I was at a meeting yesterday where school ratings were discussed. We've all seen a variety of ratings used, and most of them are terrible. Those of us in the city all remember the report cards, largely based on test scores. Of course these ratings are ridiculous. For one thing, the only thing test scores are absolutely correlated to is income. For another, the tests are ridiculous, constantly manipulated by geniuses in Albany to show whatever it is they want to prove this year.
Now there are Quality Reviews in effect. These are people who walk around demanding absolutely the same thing of absolutely every school. A biggie this year is the inquiry team. If your school has low test scores, the only thing that will make them better is an inquiry team. If your school has high test scores, you need an inquiry team so that you can find out how they can be higher. Also, you'd better have rubrics on your bulletin boards, because the only way students can learn from a bulletin board is if there is a rubric attached.
So now, thanks to the quality review, a lot of city teachers are spending various periods of time in inquiry teams and writing rubrics to hang on bulletin boards. Doubtless this will save the world. Meanwhile, things that actually improve education are ignored utterly.
How about class size? NYC continues with the highest class sizes in the state. The only reason they aren't higher is the UFT Contract, and leadership hasn't moved to lower it in five decades. Of course leadership would tell you this is so they can get those fabulous raises we enjoy.

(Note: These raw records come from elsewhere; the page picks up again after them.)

//! Band membership, occupancy, and assignment checks.

use std::ops::Range;

use crate::cutoff::finish_letter;
use crate::models::{Room, RoomId, SplitOutcome};

/// One room's share of the roster.
#[derive(Debug, Clone, PartialEq, Eq)]
pub struct Band {
    /// The classroom.
    pub room: Room,
    /// First letters of the band (inclusive).
    pub start_letter: String,
    /// Next room's start letter (exclusive); `None` for the last room.
    pub upto_letter: Option<String>,
    /// Surnames seated in this room, ascending.
    pub surnames: Vec<String>,
}

impl Band {
    /// Number of registrants in the band.
    pub fn student_count(&self) -> usize {
        self.surnames.len()
    }

    /// Integer occupancy percentage, or `None` for a room of unknown capacity.
    pub fn occupancy_percent(&self) -> Option<u32> {
        if !self.room.has_capacity() {
            return None;
        }
        let percent = 100 * self.surnames.len() as u64 / u64::from(self.room.capacity());
        Some(u32::try_from(percent).unwrap_or(u32::MAX))
    }

    /// Inclusive last letters of the band, for door signs.
    pub fn finish_letter(&self) -> Option<String> {
        finish_letter(&self.start_letter, self.upto_letter.as_deref())
    }
}

/// A way in which an outcome fails to describe a valid split of a roster.
#[derive(Debug, Clone, PartialEq)]
pub enum BandViolation {
    /// The outcome has no rooms but the roster is not empty.
    NoBands,
    /// Rooms and start letters differ in number.
    LengthMismatch {
        /// Number of rooms.
        rooms: usize,
        /// Number of start letters.
        letters: usize,
    },
    /// `start_letters[index]` does not sort strictly after its predecessor.
    NotIncreasing {
        /// Position of the offending letter.
        index: usize,
    },
    /// A room receives nobody.
    EmptyBand {
        /// The empty room.
        room: RoomId,
    },
    /// A room's occupancy ratio is above the allowed maximum.
    Overfull {
        /// The overfull room.
        room: RoomId,
        /// Registrants in the band.
        count: usize,
        /// Room capacity.
        capacity: u32,
    },
}

/// Computes the bands an outcome induces on a sorted roster.
///
/// Band `i` holds the names `>= start_letters[i]` and `< start_letters[i + 1]`;
/// the first band is open below and the last open above.
///
/// # Examples
///
/// ```
/// use u_seating::evaluation::BandEvaluator;
/// use u_seating::models::{Room, Roster, SplitOutcome};
///
/// let roster = Roster::new(["adams", "baker", "nguyen", "owens"]);
/// let outcome = SplitOutcome::new(
///     2,
///     vec![Room::new(0, 10), Room::new(1, 4)],
///     vec!["a".into(), "n".into()],
/// );
/// let bands = BandEvaluator::new(&roster).bands(&outcome);
/// assert_eq!(bands[0].surnames, vec!["adams", "baker"]);
/// assert_eq!(bands[0].finish_letter().as_deref(), Some("m"));
/// assert_eq!(bands[1].occupancy_percent(), Some(50));
/// ```
pub struct BandEvaluator<'a> {
    names: &'a [String],
}

impl<'a> BandEvaluator<'a> {
    /// Creates an evaluator over an ascending roster.
    pub fn new(names: &'a [String]) -> Self {
        Self { names }
    }

    /// Index ranges of each band in the roster.
    ///
    /// Out-of-order letters yield empty ranges rather than overlapping ones.
    pub fn band_ranges<S: AsRef<str>>(&self, start_letters: &[S]) -> Vec<Range<usize>> {
        let mut ranges = Vec::with_capacity(start_letters.len());
        let mut lo = 0;
        for (i, _) in start_letters.iter().enumerate() {
            let hi = match start_letters.get(i + 1) {
                Some(next) => {
                    let next = next.as_ref();
                    self.names.partition_point(|n| n.as_str() < next).max(lo)
                }
                None => self.names.len(),
            };
            ranges.push(lo..hi);
            lo = hi;
        }
        ranges
    }

    /// Number of registrants in each band.
    pub fn band_sizes<S: AsRef<str>>(&self, start_letters: &[S]) -> Vec<usize> {
        self.band_ranges(start_letters)
            .into_iter()
            .map(|r| r.len())
            .collect()
    }

    /// The bands of `outcome`, in room order.
    pub fn bands(&self, outcome: &SplitOutcome) -> Vec<Band> {
        let letters = outcome.start_letters();
        self.band_ranges(letters)
            .into_iter()
            .zip(outcome.rooms())
            .enumerate()
            .map(|(i, (range, room))| Band {
                room: room.clone(),
                start_letter: letters[i].clone(),
                upto_letter: letters.get(i + 1).cloned(),
                surnames: self.names[range].to_vec(),
            })
            .collect()
    }

    /// Lists every way `outcome` fails to split the roster.
    ///
    /// With `max_ratio`, bands above that occupancy ratio are reported too.
    pub fn check(&self, outcome: &SplitOutcome, max_ratio: Option<f64>) -> Vec<BandViolation> {
        let rooms = outcome.rooms();
        let letters = outcome.start_letters();
        let mut violations = Vec::new();

        if rooms.len() != letters.len() {
            violations.push(BandViolation::LengthMismatch {
                rooms: rooms.len(),
                letters: letters.len(),
            });
            return violations;
        }
        if rooms.is_empty() {
            if !self.names.is_empty() {
                violations.push(BandViolation::NoBands);
            }
            return violations;
        }

        for (i, pair) in letters.windows(2).enumerate() {
            if pair[0] >= pair[1] {
                violations.push(BandViolation::NotIncreasing { index: i + 1 });
            }
        }

        for (room, count) in rooms.iter().zip(self.band_sizes(letters)) {
            if count == 0 {
                violations.push(BandViolation::EmptyBand { room: room.id() });
                continue;
            }
            if let Some(max) = max_ratio {
                if count as f64 > max * f64::from(room.capacity()) {
                    violations.push(BandViolation::Overfull {
                        room: room.id(),
                        count,
                        capacity: room.capacity(),
                    });
                }
            }
        }
        violations
    }
}

/// Checks that `outcome` is a valid split of `names`.
///
/// Valid means one start letter per room, strictly increasing letters,
/// and a non-empty band for every room; the bands then cover the roster
/// exactly. With `max_ratio`, no band may exceed that occupancy ratio.
///
/// # Errors
///
/// Every violation found.
pub fn check_assignment(
    outcome: &SplitOutcome,
    names: &[String],
    max_ratio: Option<f64>,
) -> Result<(), Vec<BandViolation>> {
    let violations = BandEvaluator::new(names).check(outcome, max_ratio);
    if violations.is_empty() {
        Ok(())
    } else {
        Err(violations)
    }
}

I personally can't remember getting a fabulous raise lately, and am sitting around waiting for money I earned in 2010, money I won't get until 2020. And then there's the CFE lawsuit, blatantly ignored by both city and state.
Of course it isn't solely union leadership at fault here. Our esteemed governor, who leadership seems to like because he hasn't tried to kill us this year, can't be bothered. Mayor de Blasio can't worry about it either. At a school level, principals are scrambling to keep up with nonsense like quality reviews and observing every teacher in the building four times. Principals have to pay teachers out of their own budgets. Where are they gonna get the money to reduce class sizes? It's not like they can have billionaire-studded galas like Eva Moskowitz does.
But as a teacher and parent I value reasonable class size. I'd happily rate schools on it and give principals an incentive to enable it. Then there's PE. My school, like most city high schools, offers it only every other day. I hear some don't bother with laws and offer it once a week, if at all. PE should be every day, and ought to give kids a chance to blow off steam. We ought to let our children know that their physical health is something we care about. We ought to give schools that offer 5 day a week physical education credit for doing so.
Are there music and art programs? Are they five days a week, or are they treated as virtual lepers, every other day like PE? Are we seriously expecting PE and music teachers to effectively work with up to 250 students at a time? Are we expecting them to be able to assess them reasonably? Are we going to delude ourselves into thinking that teachers can offer individual assistance under such circumstances?
How about rating schools on individuality? Do the schools have special programs that really help kids or enhance their lives? Do they think outside of the box? Or do they just follow whatever rule book is in vogue this year and spend all their energy chasing their proverbial tails?
If we're gonna rate schools at all, we might as well encourage them to service our children rather than Bill Gates. What do you think we need to know to evaluate our schools?